- **What you have to do**:
Copy the data exactly from the line that contains "pub mod options;" through the line that contains "if let Err(e) = init_logging(&config.loglevel())", keeping both end lines and leaving out everything else.

- **Exercise data**:
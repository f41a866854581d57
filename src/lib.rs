pub mod catalog;
pub mod channels;
pub mod config;
pub mod datalog_writer;
pub mod derived;
pub mod error;
pub mod options;
pub mod planner;
pub mod prelude;
pub mod register;
pub mod scheduler;
pub mod solarman;
pub mod value;

const CARGO_PKG_VERSION: &str = env!("CARGO_PKG_VERSION");

use crate::prelude::*;
use crate::datalog_writer::DatalogWriter;
use crate::scheduler::Scheduler;

use std::io::Write;
use std::sync::Arc;
use std::time::Duration;
use tokio_util::sync::CancellationToken;

fn init_logging(level: &str) -> Result<(), log::SetLoggerError> {
    env_logger::Builder::from_env(env_logger::Env::default().default_filter_or(level))
        .format(|buf, record| {
            writeln!(
                buf,
                "[{} {} {}] {}",
                chrono::Local::now().format("%Y-%m-%dT%H:%M:%S%.3f"),
                record.level(),
                record.module_path().unwrap_or(""),
                record.args()
            )
        })
        .write_style(env_logger::WriteStyle::Never)
        .try_init()
}

/// Main application entry point
///
/// Starts one session per enabled inverter plus the datalog writer, then
/// runs until `shutdown_rx` fires or the `--time` limit passes.
pub async fn app(mut shutdown_rx: broadcast::Receiver<()>) -> Result<()> {
    let options = Options::new();

    // RUST_LOG wins over the config file
    let config = ConfigWrapper::new(options.config_file.clone()).map_err(|err| {
        let _ = init_logging("info");
        error!("Failed to load config {}: {:?}", options.config_file, err);
        err
    })?;
    if let Err(e) = init_logging(&config.loglevel()) {
        eprintln!("Failed to initialise logging: {}", e);
    }

    info!("solarman-bridge {} starting with config file {}", CARGO_PKG_VERSION, options.config_file);

    let catalog = Arc::new(catalog::load(config.catalog_file())?);
    catalog.validate()?;

    let channels = Channels::new();
    let shutdown = CancellationToken::new();
    let mut handles = Vec::new();

    if let Some(path) = config.datalog_file() {
        let writer = DatalogWriter::new(&path)?;
        let channels = channels.clone();
        let settings = config.derived();
        let shutdown = shutdown.clone();
        handles.push(tokio::spawn(async move {
            if let Err(e) = writer.start(channels, settings, shutdown).await {
                error!("Datalog writer failed: {}", e);
            }
        }));
    }

    let scheduler = Scheduler::new(config.clone(), channels.clone(), catalog);
    handles.extend(scheduler.start(shutdown.clone())?);

    let runtime = options.runtime.map(Duration::from_secs);
    tokio::select! {
        _ = shutdown_rx.recv() => info!("Shutdown signal received"),
        _ = async {
            match runtime {
                Some(limit) => tokio::time::sleep(limit).await,
                None => std::future::pending().await,
            }
        } => info!("Runtime limit reached"),
    }

    info!("Stopping all components...");
    shutdown.cancel();
    let _ = channels.from_inverter.send(ChannelData::Shutdown);

    for result in futures::future::join_all(handles).await {
        if let Err(e) = result {
            error!("Error waiting for task: {}", e);
        }
    }

    info!("Shutdown complete");
    Ok(())
}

- **Result below**:
pub mod options;
pub mod planner;
pub mod prelude;
pub mod register;
pub mod scheduler;
pub mod solarman;
pub mod value;

const CARGO_PKG_VERSION: &str = env!("CARGO_PKG_VERSION");

use crate::prelude::*;
use crate::datalog_writer::DatalogWriter;
use crate::scheduler::Scheduler;

use std::io::Write;
use std::sync::Arc;
use std::time::Duration;
use tokio_util::sync::CancellationToken;

fn init_logging(level: &str) -> Result<(), log::SetLoggerError> {
    env_logger::Builder::from_env(env_logger::Env::default().default_filter_or(level))
        .format(|buf, record| {
            writeln!(
                buf,
                "[{} {} {}] {}",
                chrono::Local::now().format("%Y-%m-%dT%H:%M:%S%.3f"),
                record.level(),
                record.module_path().unwrap_or(""),
                record.args()
            )
        })
        .write_style(env_logger::WriteStyle::Never)
        .try_init()
}

/// Main application entry point
///
/// Starts one session per enabled inverter plus the datalog writer, then
/// runs until `shutdown_rx` fires or the `--time` limit passes.
pub async fn app(mut shutdown_rx: broadcast::Receiver<()>) -> Result<()> {
    let options = Options::new();

    // RUST_LOG wins over the config file
    let config = ConfigWrapper::new(options.config_file.clone()).map_err(|err| {
        let _ = init_logging("info");
        error!("Failed to load config {}: {:?}", options.config_file, err);
        err
    })?;
    if let Err(e) = init_logging(&config.loglevel()) {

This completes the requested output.